В те времена в Якутии было много бичей. Приехавшие на заработки из больших городов люди, получая приличные деньги, спивались и не могли взять себя в руки, чтобы купить билет на самолет и вернуться домой. В сельских магазинах ассортимент ограничивался порохом, хлебом, спиртом и трехлитровыми банками маринованных болгарских огурчиков и помидорчиков. Еще забыл шоколад и нейлоновые сорочки. Попав с тремя моими товарищами в поселок Жиганск и повздорив в клубе с местными ребятами, мы дня на три поселились в тайге, чтобы нас не застрелили. Молоденький паренек с дефектом речи (и не только) перевез нас на мотоцикле с коляской по очереди на импровизированную базу знакомых ему бичей.

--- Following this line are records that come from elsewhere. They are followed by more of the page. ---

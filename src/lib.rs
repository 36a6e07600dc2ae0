//! holdem-odds: Texas Hold'em odds engine
//!
//! Goals:
//! - Deterministic, fast best-5-of-7 hand evaluation
//! - Monte Carlo win/tie/loss estimation against unknown opponents
//! - Exact nuts and threat-hand enumeration from partial boards
//! - No panics for invalid input; use `Result` for recoverable errors
//!
//! ## Quick start: who beats pocket aces?
//! ```
//! use holdem_odds::analysis::threats;
//! use holdem_odds::equity::simulate_seeded;
//! use holdem_odds::hand::{Board, HoleCards};
//!
//! let hole: HoleCards = "As Ah".parse().unwrap();
//! let board: Board = "Kd 7c 2h".parse().unwrap();
//!
//! let odds = simulate_seeded(&hole, &board, 2, 10_000, 42).unwrap();
//! assert!(odds.win() > 0.5);
//!
//! let beats_me = threats(&hole, &board, 9).unwrap();
//! assert!(!beats_me.is_empty()); // sets and two-pair combos are out there
//! ```
//!
//! The engine is pure computation: callers hold the cards and the opponent
//! count, the engine reports numbers and card sets. Every call works from
//! its own copy of the unseen-card pool, so calls are freely concurrent.

pub mod analysis;
pub mod cards;
pub mod deck;
pub mod equity;
pub mod evaluator;
pub mod hand;

/// Library version
pub const VERSION: &str = env!("CARGO_PKG_VERSION");
use crate::cards::{parse_cards, Card};
use std::collections::HashSet;
use std::fmt;
use std::str::FromStr;

#[derive(thiserror::Error, Debug, Clone, PartialEq, Eq)]
#[non_exhaustive]
pub enum HandError {
    #[error("duplicate cards in hole cards")]
    DuplicateHoleCards,
    #[error("duplicate cards on board")]
    DuplicateBoardCards,
    #[error("hole cards overlap with board")]
    Overlap,
    #[error("expected exactly two hole cards, got {0}")]
    HoleCount(usize),
    #[error("board must have 0, 3, 4 or 5 cards, got {0}")]
    IllegalBoardLen(usize),
    #[error("card parse error: {0}")]
    CardParse(String),
}

/// A player's two private hole cards. Always distinct.
///
/// ```
/// use holdem_odds::cards::{Card, Rank, Suit};
/// use holdem_odds::hand::HoleCards;
///
/// let hole = HoleCards::try_new(
///     Card::new(Rank::Ace, Suit::Spades),
///     Card::new(Rank::King, Suit::Spades),
/// ).unwrap();
/// assert_eq!(hole.to_string(), "As Ks");
/// ```
#[derive(Debug, Clone, Copy, PartialEq, Eq, Hash)]
pub struct HoleCards(Card, Card);

impl HoleCards {
    pub fn try_new(a: Card, b: Card) -> Result<Self, HandError> {
        if a == b {
            return Err(HandError::DuplicateHoleCards);
        }
        Ok(Self(a, b))
    }

    /// Like `try_new`, but stores the higher card first. Combinations built
    /// this way compare equal regardless of the order the cards came in.
    pub fn normalized(a: Card, b: Card) -> Result<Self, HandError> {
        if a >= b {
            Self::try_new(a, b)
        } else {
            Self::try_new(b, a)
        }
    }

    pub fn from_slice(slice: &[Card]) -> Result<Self, HandError> {
        if slice.len() != 2 {
            return Err(HandError::HoleCount(slice.len()));
        }
        Self::try_new(slice[0], slice[1])
    }

    /// Return the first (left) hole card.
    pub fn first(&self) -> Card {
        self.0
    }

    /// Return the second (right) hole card.
    pub fn second(&self) -> Card {
        self.1
    }

    /// Return both hole cards as a fixed array.
    pub fn as_array(&self) -> [Card; 2] {
        [self.0, self.1]
    }

    pub fn contains(&self, card: Card) -> bool {
        self.0 == card || self.1 == card
    }
}

impl fmt::Display for HoleCards {
    fn fmt(&self, f: &mut fmt::Formatter<'_>) -> fmt::Result {
        write!(f, "{} {}", self.0, self.1)
    }
}

impl FromStr for HoleCards {
    type Err = HandError;
    fn from_str(s: &str) -> Result<Self, Self::Err> {
        let cards = parse_cards(s).map_err(|e| HandError::CardParse(e.to_string()))?;
        Self::from_slice(&cards)
    }
}

/// Betting street, derived from how much of the board is showing.
#[derive(Debug, Clone, Copy, PartialEq, Eq, PartialOrd, Ord, Hash)]
pub enum Street {
    Preflop,
    Flop,
    Turn,
    River,
}

impl Street {
    /// Street for a given board length. Lengths 1, 2 and >5 never occur in
    /// a Hold'em hand and are rejected.
    pub fn from_board_len(len: usize) -> Result<Street, HandError> {
        match len {
            0 => Ok(Street::Preflop),
            3 => Ok(Street::Flop),
            4 => Ok(Street::Turn),
            5 => Ok(Street::River),
            n => Err(HandError::IllegalBoardLen(n)),
        }
    }
}

/// Community cards. Grows 0 -> 3 -> 4 -> 5 across streets; scoring ignores
/// the arrival order.
///
/// ```
/// use holdem_odds::hand::{Board, Street};
///
/// let board: Board = "2c 3c 4c".parse().unwrap();
/// assert_eq!(board.street(), Street::Flop);
/// ```
#[derive(Debug, Clone, PartialEq, Eq)]
pub struct Board {
    cards: Vec<Card>,
}

impl Board {
    /// Empty preflop board.
    pub fn preflop() -> Self {
        Self { cards: Vec::new() }
    }

    pub fn try_new(cards: Vec<Card>) -> Result<Self, HandError> {
        Street::from_board_len(cards.len())?;
        let set: HashSet<Card> = cards.iter().copied().collect();
        if set.len() != cards.len() {
            return Err(HandError::DuplicateBoardCards);
        }
        Ok(Self { cards })
    }

    pub fn len(&self) -> usize {
        self.cards.len()
    }

    pub fn is_empty(&self) -> bool {
        self.cards.is_empty()
    }

    pub fn street(&self) -> Street {
        // Length was validated at construction.
        match self.cards.len() {
            0 => Street::Preflop,
            3 => Street::Flop,
            4 => Street::Turn,
            _ => Street::River,
        }
    }

    pub fn as_slice(&self) -> &[Card] {
        &self.cards
    }

    pub fn contains(&self, card: Card) -> bool {
        self.cards.contains(&card)
    }
}

impl fmt::Display for Board {
    fn fmt(&self, f: &mut fmt::Formatter<'_>) -> fmt::Result {
        let mut first = true;
        for c in &self.cards {
            if !first {
                write!(f, " ")?;
            }
            write!(f, "{c}")?;
            first = false;
        }
        Ok(())
    }
}

impl FromStr for Board {
    type Err = HandError;
    fn from_str(s: &str) -> Result<Self, Self::Err> {
        let cards = parse_cards(s).map_err(|e| HandError::CardParse(e.to_string()))?;
        Board::try_new(cards)
    }
}

/// Validate that hole cards and board form a legal Hold'em state: distinct
/// hole cards, street-shaped board, and no card in both sets.
///
/// ```
/// use holdem_odds::hand::{validate_state, Board, HoleCards};
///
/// let hole: HoleCards = "As Ks".parse().unwrap();
/// let board: Board = "2c 3c 4c".parse().unwrap();
/// validate_state(&hole, &board).unwrap();
/// ```
pub fn validate_state(hole: &HoleCards, board: &Board) -> Result<(), HandError> {
    Street::from_board_len(board.len())?;
    if board.contains(hole.first()) || board.contains(hole.second()) {
        return Err(HandError::Overlap);
    }
    Ok(())
}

Заканчивался вторник, а автобус приходил раз в неделю, по пятницам. То, что мы увидели, правильнее назвать лежбищем, чем базой. Кострище неподалеку от опушки метра три в диаметре. Догорают приличной толщины бревна. Беспрерывно зудит стена мошки и прочих летающих насекомых. Мы с моими в сетках. Страшный бардак: упаковочные коробки с плитками шоколада, надорванные плитки валяются вокруг, пачки чая, ватники, нейлоновые сорочки двух цветов – бордового и темно-синего – в упаковках, некоторые подгоревшие – всего не перечислить. Забыл самое главное: полупустые пластиковые ящики с бутылками коньяка и блоки «Пегаса», тоже со следами потрошения. Как у Эдгара По, будто хозяйничала громадная обезьяна или йети. Неподалеку в разных направлениях лежат четыре человека, точнее, три с половиной: один когда-то во сне обгорел с одного бока, да так и не заметил. Он из Питера, зовут Толей, остальные из Подмосковья. Они очухиваются в разное время суток, пьют коньяк, заваривают в закопченном чайнике чифир. Видя нас впервые, не удивляются. Пободрствовав недолго, опять отключаются. Защитных сеток на них нет. Зачем они?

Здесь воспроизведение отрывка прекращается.